## Collected data entries
*** Block opens ***

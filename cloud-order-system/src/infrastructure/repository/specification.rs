use async_trait::async_trait;
use domain_order::{
    model::vo::{Capacity, Catalog, PricingConfig},
    repository::SpecificationRepo,
};
use typed_builder::TypedBuilder;

/// Pricing and catalog fixed at startup from the application config.
#[derive(TypedBuilder)]
pub struct ConfigSpecificationRepo {
    pricing: PricingConfig,
    catalog: Catalog,
    capacity: Capacity,
}

#[async_trait]
impl SpecificationRepo for ConfigSpecificationRepo {
    async fn get_pricing_config(&self) -> anyhow::Result<PricingConfig> {
        Ok(self.pricing.clone())
    }

    async fn get_catalog(&self) -> anyhow::Result<Catalog> {
        Ok(self.catalog.clone())
    }

    async fn get_capacity(&self) -> anyhow::Result<Capacity> {
        Ok(self.capacity)
    }
}
pub mod exception;
pub mod model;
pub mod repository;
pub mod service;

#[cfg(feature = "mock")]
pub mod mock;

*** Block closes ***

## What the task requires
Search the data for the string "PricingConfig" and copy out every line where it is found.

## Worked solution
    model::vo::{Capacity, Catalog, PricingConfig},
    pricing: PricingConfig,
    async fn get_pricing_config(&self) -> anyhow::Result<PricingConfig> {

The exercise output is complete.